Mientras los grandes grupos editoriales se muestran cada vez más reacios a publicar libros de cuentos, algunas editoriales independientes han decidido ocuparse muy en serio del género. En España, es ejemplar el caso de Páginas de Espuma: su editor, Juan Casamayor, prácticamente publica sólo libros de relatos (la editorial tiene una modesta colección de ensayo). Gracias a Páginas de Espuma, llegué a magníficos libros de Fernando Iwasaki, Ana María Shua y José María Merino. Ahora es el turno del venezolano Juan Carlos Méndez Guédez; su libro Hasta luego, míster Salinger, ofrece una mirada sensual y risueña del amor, no exenta de una nostalgia agridulce.

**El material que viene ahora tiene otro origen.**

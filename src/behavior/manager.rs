// src/behavior/manager.rs
//! Named registry over behavior streams
//!
//! Creates, looks up, and destroys streams by name. The manager always owns a
//! `default` stream; destroying it (directly or via `destroy_all`) provisions
//! a fresh one so facade callers never observe a missing default.

use std::collections::HashMap;
use std::sync::Arc;

use dashmap::DashMap;
use parking_lot::RwLock;
use tracing::debug;

use super::stream::{BehaviorStream, StreamConfig, StreamStats};
use crate::utils::Clock;

/// Name of the stream the manager always provisions.
pub const DEFAULT_STREAM: &str = "default";

/// Registry of named behavior streams.
pub struct StreamManager {
    default_config: StreamConfig,
    clock: Arc<dyn Clock>,
    page_url: Arc<RwLock<String>>,
    streams: DashMap<String, Arc<BehaviorStream>>,
}

impl StreamManager {
    /// Create a manager and provision the `default` stream.
    pub fn new(
        default_config: StreamConfig,
        clock: Arc<dyn Clock>,
        page_url: Arc<RwLock<String>>,
    ) -> Self {
        let manager = Self {
            default_config,
            clock,
            page_url,
            streams: DashMap::new(),
        };
        manager.provision(DEFAULT_STREAM, None);
        manager
    }

    fn provision(&self, name: &str, config: Option<StreamConfig>) -> Arc<BehaviorStream> {
        let config = config.unwrap_or_else(|| self.default_config.clone());
        let stream = BehaviorStream::new(
            name,
            config,
            Arc::clone(&self.clock),
            Arc::clone(&self.page_url),
        );
        self.streams.insert(name.to_string(), Arc::clone(&stream));
        stream
    }

    /// Create a stream under `name`. An existing stream with that name is
    /// destroyed and replaced; there are no silent duplicates.
    pub fn create_stream(
        &self,
        name: &str,
        config: Option<StreamConfig>,
    ) -> Arc<BehaviorStream> {
        if let Some((_, old)) = self.streams.remove(name) {
            debug!(stream = name, "replacing existing stream");
            old.destroy();
        }
        self.provision(name, config)
    }

    /// Look up a stream; `None` name means the default stream.
    pub fn get_stream(&self, name: Option<&str>) -> Option<Arc<BehaviorStream>> {
        self.streams
            .get(name.unwrap_or(DEFAULT_STREAM))
            .map(|entry| Arc::clone(entry.value()))
    }

    pub fn get_or_create(&self, name: &str, config: Option<StreamConfig>) -> Arc<BehaviorStream> {
        match self.get_stream(Some(name)) {
            Some(stream) => stream,
            None => self.provision(name, config),
        }
    }

    /// Destroy the named stream. The default stream is re-provisioned
    /// immediately so it exists for the facade's whole lifetime.
    pub fn destroy(&self, name: &str) -> bool {
        let removed = match self.streams.remove(name) {
            Some((_, stream)) => {
                stream.destroy();
                true
            }
            None => false,
        };
        if removed && name == DEFAULT_STREAM {
            self.provision(DEFAULT_STREAM, None);
        }
        removed
    }

    /// Destroy every stream, then re-provision the default.
    pub fn destroy_all(&self) {
        for entry in self.streams.iter() {
            entry.value().destroy();
        }
        self.streams.clear();
        self.provision(DEFAULT_STREAM, None);
    }

    /// Clear the contents of every stream without destroying the instances.
    pub fn clear_all(&self) {
        for entry in self.streams.iter() {
            entry.value().clear();
        }
    }

    pub fn names(&self) -> Vec<String> {
        self.streams.iter().map(|e| e.key().clone()).collect()
    }

    pub fn all_stats(&self) -> HashMap<String, StreamStats> {
        self.streams
            .iter()
            .map(|e| (e.key().clone(), e.value().stats()))
            .collect()
    }

    pub fn contains(&self, name: &str) -> bool {
        self.streams.contains_key(name)
    }

    pub fn len(&self) -> usize {
        self.streams.len()
    }

    pub fn is_empty(&self) -> bool {
        self.streams.is_empty()
    }
}

#[cfg(test)]
mod tests {
    use super::*;
    use crate::behavior::{EventContext, NewBehaviorEvent};
    use crate::utils::MockClock;

    fn make_manager() -> StreamManager {
        StreamManager::new(
            StreamConfig::default(),
            Arc::new(MockClock::new(0)),
            Arc::new(RwLock::new("https://app.example.com/".to_string())),
        )
    }

    fn event() -> NewBehaviorEvent {
        NewBehaviorEvent::new("step", EventContext::custom())
    }

    #[test]
    fn test_default_stream_exists() {
        let manager = make_manager();
        assert!(manager.contains(DEFAULT_STREAM));
        assert!(manager.get_stream(None).is_some());
        assert_eq!(manager.len(), 1);
    }

    #[test]
    fn test_create_replaces_existing() {
        let manager = make_manager();
        let first = manager.create_stream("clicks", None);
        first.add_event(event());

        let second = manager.create_stream("clicks", None);
        assert!(first.is_destroyed());
        assert!(!second.is_destroyed());
        assert_eq!(second.len(), 0);
        assert_eq!(manager.len(), 2);
    }

    #[test]
    fn test_get_or_create() {
        let manager = make_manager();
        let a = manager.get_or_create("routes", None);
        let b = manager.get_or_create("routes", None);
        assert!(Arc::ptr_eq(&a, &b));
    }

    #[test]
    fn test_destroy_default_reprovisions() {
        let manager = make_manager();
        let old = manager.get_stream(None).unwrap();
        assert!(manager.destroy(DEFAULT_STREAM));
        assert!(old.is_destroyed());

        let fresh = manager.get_stream(None).unwrap();
        assert!(!fresh.is_destroyed());
        assert!(!Arc::ptr_eq(&old, &fresh));
    }

    #[test]
    fn test_destroy_all_keeps_default_alive() {
        let manager = make_manager();
        manager.create_stream("a", None);
        manager.create_stream("b", None);
        manager.destroy_all();

        assert_eq!(manager.len(), 1);
        assert!(manager.contains(DEFAULT_STREAM));
    }

    #[test]
    fn test_clear_all_preserves_instances() {
        let manager = make_manager();
        let clicks = manager.create_stream("clicks", None);
        clicks.add_event(event());
        manager.get_stream(None).unwrap().add_event(event());

        manager.clear_all();

        assert!(manager.contains("clicks"));
        assert!(!clicks.is_destroyed());
        assert_eq!(clicks.len(), 0);
        assert_eq!(manager.get_stream(None).unwrap().len(), 0);
    }

    #[test]
    fn test_all_stats() {
        let manager = make_manager();
        manager.create_stream("clicks", None);
        manager.get_stream(Some("clicks")).unwrap().add_event(event());

        let stats = manager.all_stats();
        assert_eq!(stats.len(), 2);
        assert_eq!(stats["clicks"].current_events, 1);
        assert_eq!(stats[DEFAULT_STREAM].current_events, 0);
    }

    #[test]
    fn test_destroy_unknown_returns_false() {
        let manager = make_manager();
        assert!(!manager.destroy("missing"));
    }
}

Méndez Guédez es uno de esos escritores incapaces de escribir una frase floja. La prosa destella; hay ecos del mejor Bryce Echenique -ese gran escritor a quien hace mucho tiempo echamos de menos--, pero la elegancia, la levedad y el sentido del ritmo son todos suyos: "la madre de Alberto era un olor cremoso, un olor cítrico y acaramelado que flotaba como una nube y que era su anuncio, la orilla de un olor, la esponjosidad de un olor, el olor mismo, y luego la madre de Alberto".

Hasta luego, míster Salinger tiene algunos relatos, como "En marzo florecen los prunos", que se leen como poemas en prosa (no desconfíen: estamos en buenas manos); hay otros en los que el recuerdo del amor pasado se convierte en conocimiento del dolor ("Tus ojos que me olvidaron tarde", "La Nova 74"); hay el ocasional texto que no funciona del todo ("Amanecer"), y al menos un par de cuentos magistrales ("El ojo insomne de las peceras" y el que da su título al libro).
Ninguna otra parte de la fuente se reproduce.